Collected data

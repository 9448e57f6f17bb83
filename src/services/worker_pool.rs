//! Bounded per-symbol fan-out
//!
//! Every symbol becomes one spawned task; a semaphore created for the batch
//! caps how many run at once. The whole batch is awaited before anything is
//! returned, and each task's outcome is kept as a `Result` so one symbol's
//! failure (or panic) never aborts the others.

use futures::future::join_all;
use std::future::Future;
use std::sync::Arc;
use std::time::Instant;
use tokio::sync::Semaphore;

use crate::constants::WORKER_POOL_SIZE;
use crate::services::quote_source::QuoteError;

/// Outcome of one fan-out batch, in input order
#[derive(Debug)]
pub struct FanOutReport<T> {
    pub successes: Vec<(String, T)>,
    pub failures: Vec<(String, QuoteError)>,
}

impl<T> FanOutReport<T> {
    pub fn total(&self) -> usize {
        self.successes.len() + self.failures.len()
    }
}

/// Fixed-size pool, instantiated per aggregation call
#[derive(Debug, Clone, Copy)]
pub struct WorkerPool {
    size: usize,
}

impl Default for WorkerPool {
    fn default() -> Self {
        Self::new(WORKER_POOL_SIZE)
    }
}

impl WorkerPool {
    pub fn new(size: usize) -> Self {
        Self { size: size.max(1) }
    }

    /// Run `task` once per symbol and wait for all of them
    pub async fn run<T, F, Fut>(&self, label: &str, symbols: &[String], task: F) -> FanOutReport<T>
    where
        F: Fn(String) -> Fut,
        Fut: Future<Output = Result<T, QuoteError>> + Send + 'static,
        T: Send + 'static,
    {
        let started = Instant::now();
        let semaphore = Arc::new(Semaphore::new(self.size));

        let handles: Vec<_> = symbols
            .iter()
            .map(|symbol| {
                let semaphore = semaphore.clone();
                let symbol = symbol.clone();
                let fut = task(symbol.clone());
                tokio::spawn(async move {
                    let _permit = match semaphore.acquire_owned().await {
                        Ok(permit) => permit,
                        Err(e) => return Err(QuoteError::Http(format!("worker pool closed: {}", e))),
                    };
                    fut.await
                })
            })
            .collect();

        let results = join_all(handles).await;

        let mut report = FanOutReport {
            successes: Vec::with_capacity(symbols.len()),
            failures: Vec::new(),
        };

        for (symbol, joined) in symbols.iter().zip(results) {
            match joined {
                Ok(Ok(value)) => report.successes.push((symbol.clone(), value)),
                Ok(Err(e)) => {
                    tracing::debug!(task = label, symbol = %symbol, error = %e, "Symbol task failed");
                    report.failures.push((symbol.clone(), e));
                }
                Err(e) => {
                    tracing::error!(task = label, symbol = %symbol, error = %e, "Task join error");
                    report
                        .failures
                        .push((symbol.clone(), QuoteError::InvalidResponse(format!("task aborted: {}", e))));
                }
            }
        }

        tracing::info!(
            task = label,
            symbols = symbols.len(),
            succeeded = report.successes.len(),
            failed = report.failures.len(),
            pool_size = self.size,
            duration_s = started.elapsed().as_secs_f64(),
            "Fan-out completed"
        );

        report
    }
}
use chrono::{Duration, NaiveDate, NaiveDateTime};
use serde::{Deserialize, Serialize};
use std::fmt;

use crate::utils::format_local_timestamp;

/// Half-open `[start, end)` span of market-local time
#[derive(Debug, Clone, Copy, PartialEq, Eq, Hash, Serialize, Deserialize)]
pub struct TimeWindow {
    start: NaiveDateTime,
    end: NaiveDateTime,
}

impl TimeWindow {
    /// Returns `None` unless `start < end`
    pub fn new(start: NaiveDateTime, end: NaiveDateTime) -> Option<Self> {
        if start < end {
            Some(Self { start, end })
        } else {
            None
        }
    }

    /// Like `new`, but an `end` not after `start` is pushed to one minute past it
    pub fn clamped(start: NaiveDateTime, end: NaiveDateTime) -> Self {
        let end = if end > start { end } else { start + Duration::minutes(1) };
        Self { start, end }
    }

    pub fn start(&self) -> NaiveDateTime {
        self.start
    }

    pub fn end(&self) -> NaiveDateTime {
        self.end
    }

    pub fn duration(&self) -> Duration {
        self.end - self.start
    }

    /// Trading date the window belongs to
    pub fn date(&self) -> NaiveDate {
        self.end.date()
    }

    pub fn contains(&self, time: NaiveDateTime) -> bool {
        self.start <= time && time < self.end
    }
}

impl fmt::Display for TimeWindow {
    fn fmt(&self, f: &mut fmt::Formatter<'_>) -> fmt::Result {
        write!(
            f,
            "[{}, {})",
            format_local_timestamp(&self.start),
            format_local_timestamp(&self.end)
        )
    }
}

/// Widened date range handed to the quote source
#[derive(Debug, Clone, Copy, PartialEq, Eq, Serialize, Deserialize)]
pub struct FetchRange {
    pub start: NaiveDate,
    pub end: NaiveDate,
}

impl fmt::Display for FetchRange {
    fn fmt(&self, f: &mut fmt::Formatter<'_>) -> fmt::Result {
        write!(f, "{} .. {}", self.start, self.end)
    }
}

#[cfg(test)]
mod tests {
    use super::*;

    fn at(h: u32, m: u32) -> NaiveDateTime {
        NaiveDate::from_ymd_opt(2024, 6, 7)
            .unwrap()
            .and_hms_opt(h, m, 0)
            .unwrap()
    }

    #[test]
    fn test_window_requires_start_before_end() {
        assert!(TimeWindow::new(at(9, 0), at(15, 0)).is_some());
        assert!(TimeWindow::new(at(9, 0), at(9, 0)).is_none());
        assert!(TimeWindow::new(at(15, 0), at(9, 0)).is_none());
        assert_eq!(TimeWindow::clamped(at(9, 0), at(9, 0)).end(), at(9, 1));
    }

    #[test]
    fn test_window_is_half_open() {
        let window = TimeWindow::new(at(9, 0), at(15, 0)).unwrap();
        assert!(window.contains(at(9, 0)));
        assert!(window.contains(at(14, 59)));
        assert!(!window.contains(at(15, 0)));
        assert!(!window.contains(at(8, 59)));
        assert_eq!(window.duration(), Duration::hours(6));
        assert_eq!(window.to_string(), "[2024-06-07 09:00:00, 2024-06-07 15:00:00)");
    }
}
use chrono::Utc;
use diesel::prelude::*;
use diesel::sqlite::SqliteConnection;
use rand::Rng;

use crate::error::{AppError, AppResult};
use crate::models::{FileRecord, NewFileRecord, NewUser, User};
use crate::schema::{files, users};

pub const FILE_ID_PREFIX: &str = "file_";
const FILE_ID_SUFFIX_LEN: usize = 6;
const FILE_ID_ALPHABET: &[u8] = b"abcdefghijklmnopqrstuvwxyz0123456789";
const FILE_ID_MAX_ATTEMPTS: usize = 16;

/// Inserts the actor on first contact or refreshes the profile fields.
/// The approval flag is only written when an explicit override is supplied;
/// a plain profile refresh never regresses an approved user to pending.
pub fn upsert_user(
    conn: &mut SqliteConnection,
    user_id: i64,
    display_name: Option<&str>,
    handle: Option<&str>,
    approval_override: Option<bool>,
) -> AppResult<()> {
    conn.transaction(|conn| {
        let existing: Option<User> = users::table.find(user_id).first(conn).optional()?;
        match existing {
            Some(_) => {
                if let Some(flag) = approval_override {
                    diesel::update(users::table.find(user_id))
                        .set((
                            users::display_name.eq(display_name),
                            users::handle.eq(handle),
                            users::is_approved.eq(flag),
                        ))
                        .execute(conn)?;
                } else {
                    diesel::update(users::table.find(user_id))
                        .set((
                            users::display_name.eq(display_name),
                            users::handle.eq(handle),
                        ))
                        .execute(conn)?;
                }
            }
            None => {
                let row = NewUser {
                    user_id,
                    handle: handle.map(str::to_string),
                    display_name: display_name.map(str::to_string),
                    is_approved: approval_override.unwrap_or(false),
                    joined_at: Utc::now().naive_utc(),
                };
                diesel::insert_into(users::table).values(&row).execute(conn)?;
            }
        }
        Ok(())
    })
}

/// Seeds the admin row at startup, forced approved.
pub fn seed_admin(conn: &mut SqliteConnection, admin_id: i64) -> AppResult<()> {
    upsert_user(conn, admin_id, Some("Admin"), None, Some(true))
}

pub fn is_approved(conn: &mut SqliteConnection, user_id: i64) -> AppResult<bool> {
    let flag: Option<bool> = users::table
        .find(user_id)
        .select(users::is_approved)
        .first(conn)
        .optional()?;
    Ok(flag.unwrap_or(false))
}

/// Flips the approval flag; reports whether a matching row existed.
pub fn approve_user(conn: &mut SqliteConnection, user_id: i64) -> AppResult<bool> {
    let updated = diesel::update(users::table.find(user_id))
        .set(users::is_approved.eq(true))
        .execute(conn)?;
    Ok(updated > 0)
}

pub fn list_pending_users(conn: &mut SqliteConnection) -> AppResult<Vec<User>> {
    let rows = users::table
        .filter(users::is_approved.eq(false))
        .order(users::joined_at.asc())
        .load(conn)?;
    Ok(rows)
}

pub fn list_all_users(conn: &mut SqliteConnection) -> AppResult<Vec<User>> {
    let rows = users::table.order(users::joined_at.desc()).load(conn)?;
    Ok(rows)
}

pub fn insert_file(conn: &mut SqliteConnection, record: &NewFileRecord) -> AppResult<()> {
    diesel::insert_into(files::table)
        .values(record)
        .execute(conn)?;
    Ok(())
}

pub fn list_files(conn: &mut SqliteConnection) -> AppResult<Vec<FileRecord>> {
    let rows = files::table.order(files::uploaded_at.desc()).load(conn)?;
    Ok(rows)
}

pub fn get_file(conn: &mut SqliteConnection, file_id: &str) -> AppResult<Option<FileRecord>> {
    let row = files::table.find(file_id).first(conn).optional()?;
    Ok(row)
}

/// Removes the catalog row; reports whether one existed. The backing bytes
/// are the caller's responsibility.
pub fn delete_file(conn: &mut SqliteConnection, file_id: &str) -> AppResult<bool> {
    let deleted = diesel::delete(files::table.find(file_id)).execute(conn)?;
    Ok(deleted > 0)
}

pub fn rename_file(
    conn: &mut SqliteConnection,
    file_id: &str,
    new_display_name: &str,
) -> AppResult<bool> {
    let updated = diesel::update(files::table.find(file_id))
        .set(files::display_name.eq(new_display_name))
        .execute(conn)?;
    Ok(updated > 0)
}

/// Case-insensitive substring match over display and original names,
/// newest first. SQLite `LIKE` is ASCII-case-insensitive, so the match
/// happens in the query instead of loading the whole table.
pub fn search_files(conn: &mut SqliteConnection, keyword: &str) -> AppResult<Vec<FileRecord>> {
    let pattern = like_pattern(keyword);
    let rows = files::table
        .filter(
            files::display_name
                .like(pattern.clone())
                .escape('\\')
                .or(files::original_name.like(pattern).escape('\\')),
        )
        .order(files::uploaded_at.desc())
        .load(conn)?;
    Ok(rows)
}

/// Wildcards in the keyword are escaped so the match stays a plain
/// substring test.
fn like_pattern(keyword: &str) -> String {
    let mut escaped = String::with_capacity(keyword.len());
    for ch in keyword.chars() {
        if matches!(ch, '\\' | '%' | '_') {
            escaped.push('\\');
        }
        escaped.push(ch);
    }
    format!("%{escaped}%")
}

/// Generates a short file id and retries until the catalog confirms it is
/// unused. The random space is small enough that collisions are possible,
/// so uniqueness is checked rather than assumed.
pub fn generate_file_id(conn: &mut SqliteConnection) -> AppResult<String> {
    let mut rng = rand::thread_rng();
    for _ in 0..FILE_ID_MAX_ATTEMPTS {
        let candidate = file_id_candidate(&mut rng);
        let taken: i64 = files::table
            .filter(files::file_id.eq(&candidate))
            .count()
            .get_result(conn)?;
        if taken == 0 {
            return Ok(candidate);
        }
    }
    Err(AppError::internal(anyhow::anyhow!(
        "exhausted {FILE_ID_MAX_ATTEMPTS} file id generation attempts"
    )))
}

fn file_id_candidate(rng: &mut impl Rng) -> String {
    let suffix: String = (0..FILE_ID_SUFFIX_LEN)
        .map(|_| {
            let idx = rng.gen_range(0..FILE_ID_ALPHABET.len());
            FILE_ID_ALPHABET[idx] as char
        })
        .collect();
    format!("{FILE_ID_PREFIX}{suffix}")
}

#[cfg(test)]
mod tests {
    use super::*;

    #[test]
    fn like_pattern_escapes_wildcards() {
        assert_eq!(like_pattern("music"), "%music%");
        assert_eq!(like_pattern("100%"), "%100\\%%");
        assert_eq!(like_pattern("a_b"), "%a\\_b%");
        assert_eq!(like_pattern("back\\slash"), "%back\\\\slash%");
    }

    #[test]
    fn candidate_has_expected_shape() {
        let mut rng = rand::thread_rng();
        for _ in 0..100 {
            let id = file_id_candidate(&mut rng);
            let suffix = id.strip_prefix(FILE_ID_PREFIX).expect("prefix");
            assert_eq!(suffix.len(), FILE_ID_SUFFIX_LEN);
            assert!(suffix
                .bytes()
                .all(|b| b.is_ascii_lowercase() || b.is_ascii_digit()));
        }
    }
}
use chrono::NaiveDateTime;
use diesel::prelude::*;

use crate::schema::*;

#[derive(Debug, Clone, Queryable, Identifiable)]
#[diesel(table_name = users)]
#[diesel(primary_key(user_id))]
pub struct User {
    pub user_id: i64,
    pub handle: Option<String>,
    pub display_name: Option<String>,
    pub is_approved: bool,
    pub joined_at: NaiveDateTime,
}

#[derive(Debug, Insertable)]
#[diesel(table_name = users)]
pub struct NewUser {
    pub user_id: i64,
    pub handle: Option<String>,
    pub display_name: Option<String>,
    pub is_approved: bool,
    pub joined_at: NaiveDateTime,
}

/// A catalog row. One row per fully written file in the content store;
/// `storage_key` names the physical entry, `display_name` is metadata only.
#[derive(Debug, Clone, Queryable, Identifiable)]
#[diesel(table_name = files)]
#[diesel(primary_key(file_id))]
pub struct FileRecord {
    pub file_id: String,
    pub display_name: String,
    pub original_name: String,
    pub storage_key: String,
    pub size_bytes: i64,
    pub uploaded_at: NaiveDateTime,
    pub uploaded_by: i64,
}

#[derive(Debug, Insertable)]
#[diesel(table_name = files)]
pub struct NewFileRecord {
    pub file_id: String,
    pub display_name: String,
    pub original_name: String,
    pub storage_key: String,
    pub size_bytes: i64,
    pub uploaded_at: NaiveDateTime,
    pub uploaded_by: i64,
}
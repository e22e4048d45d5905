use std::sync::Arc;

use diesel::r2d2::{ConnectionManager, PooledConnection};
use diesel::sqlite::SqliteConnection;
use tracing::info;

use crate::{
    catalog,
    config::AppConfig,
    db::{self, SqlitePool},
    error::{AppError, AppResult},
    session::UploadSessions,
    storage::{FileStore, LocalStore},
};

type SqlitePooledConnection = PooledConnection<ConnectionManager<SqliteConnection>>;

#[derive(Clone)]
pub struct AppState {
    pub pool: SqlitePool,
    pub config: Arc<AppConfig>,
    pub store: Arc<dyn FileStore>,
    pub sessions: Arc<UploadSessions>,
}

impl AppState {
    pub fn new(pool: SqlitePool, config: AppConfig, store: Arc<dyn FileStore>) -> Self {
        Self {
            pool,
            config: Arc::new(config),
            store,
            sessions: Arc::new(UploadSessions::default()),
        }
    }

    pub fn db(&self) -> AppResult<SqlitePooledConnection> {
        self.pool
            .get()
            .map_err(|err| AppError::internal(anyhow::anyhow!("database pool error: {err}")))
    }

    pub fn admin_id(&self) -> i64 {
        self.config.admin_id
    }
}

/// Full startup: content directory, pool, migrations, admin seed. Any
/// failure here aborts startup.
pub async fn init(config: AppConfig) -> anyhow::Result<AppState> {
    let store = LocalStore::create(&config.storage_dir).await?;
    let pool = db::init_pool_with_size(&config.database_url, config.database_max_pool_size)?;

    let mut conn = pool.get()?;
    db::run_migrations(&mut conn)?;
    catalog::seed_admin(&mut conn, config.admin_id)?;
    drop(conn);

    info!(
        admin_id = config.admin_id,
        storage_dir = %config.storage_dir.display(),
        "catalog ready"
    );

    Ok(AppState::new(pool, config, Arc::new(store)))
}
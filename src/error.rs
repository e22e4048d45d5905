use thiserror::Error;

pub type AppResult<T> = Result<T, AppError>;

/// Per-event failure taxonomy. None of these abort the dispatcher; each is
/// rendered into a reply for the actor that triggered it.
#[derive(Debug, Error)]
pub enum AppError {
    #[error("forbidden")]
    Forbidden,
    #[error("not found")]
    NotFound,
    #[error("invalid argument: {0}")]
    InvalidArgument(String),
    #[error("storage failure: {0}")]
    Storage(#[source] anyhow::Error),
    #[error("internal error: {0}")]
    Internal(#[source] anyhow::Error),
}

impl AppError {
    pub fn invalid(message: impl Into<String>) -> Self {
        Self::InvalidArgument(message.into())
    }

    pub fn storage(error: impl Into<anyhow::Error>) -> Self {
        Self::Storage(error.into())
    }

    pub fn internal(error: impl Into<anyhow::Error>) -> Self {
        Self::Internal(error.into())
    }
}

impl From<diesel::result::Error> for AppError {
    fn from(value: diesel::result::Error) -> Self {
        match value {
            diesel::result::Error::NotFound => AppError::NotFound,
            other => AppError::internal(other),
        }
    }
}

impl From<std::io::Error> for AppError {
    fn from(value: std::io::Error) -> Self {
        AppError::storage(value)
    }
}

impl From<anyhow::Error> for AppError {
    fn from(value: anyhow::Error) -> Self {
        AppError::Internal(value)
    }
}
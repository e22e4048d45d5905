use diesel::sqlite::SqliteConnection;

use crate::catalog;
use crate::error::{AppError, AppResult};

/// Capability level of an actor.
#[derive(Debug, Clone, Copy, PartialEq, Eq)]
pub enum Role {
    Guest,
    Approved,
    Admin,
}

/// The admin check is identity-based, never flag-based.
pub fn is_admin(admin_id: i64, actor_id: i64) -> bool {
    actor_id == admin_id
}

/// The admin is always approved regardless of the stored flag; everyone
/// else defaults to not-approved until the catalog says otherwise.
pub fn is_approved_user(
    conn: &mut SqliteConnection,
    admin_id: i64,
    actor_id: i64,
) -> AppResult<bool> {
    if is_admin(admin_id, actor_id) {
        return Ok(true);
    }
    catalog::is_approved(conn, actor_id)
}

pub fn role_of(conn: &mut SqliteConnection, admin_id: i64, actor_id: i64) -> AppResult<Role> {
    if is_admin(admin_id, actor_id) {
        Ok(Role::Admin)
    } else if catalog::is_approved(conn, actor_id)? {
        Ok(Role::Approved)
    } else {
        Ok(Role::Guest)
    }
}

pub fn require_admin(admin_id: i64, actor_id: i64) -> AppResult<()> {
    if is_admin(admin_id, actor_id) {
        Ok(())
    } else {
        Err(AppError::Forbidden)
    }
}

pub fn require_approved(
    conn: &mut SqliteConnection,
    admin_id: i64,
    actor_id: i64,
) -> AppResult<()> {
    if is_approved_user(conn, admin_id, actor_id)? {
        Ok(())
    } else {
        Err(AppError::Forbidden)
    }
}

__Assignment__
Lines from the top of the entries through the line with "before anything is" are to be transcribed exactly, and nothing more.

__Exercise answer__
repository 9448e57f6f17bb83
filename src/services/worker_pool.rs
//! Bounded per-symbol fan-out
//!
//! Every symbol becomes one spawned task; a semaphore created for the batch
//! caps how many run at once. The whole batch is awaited before anything is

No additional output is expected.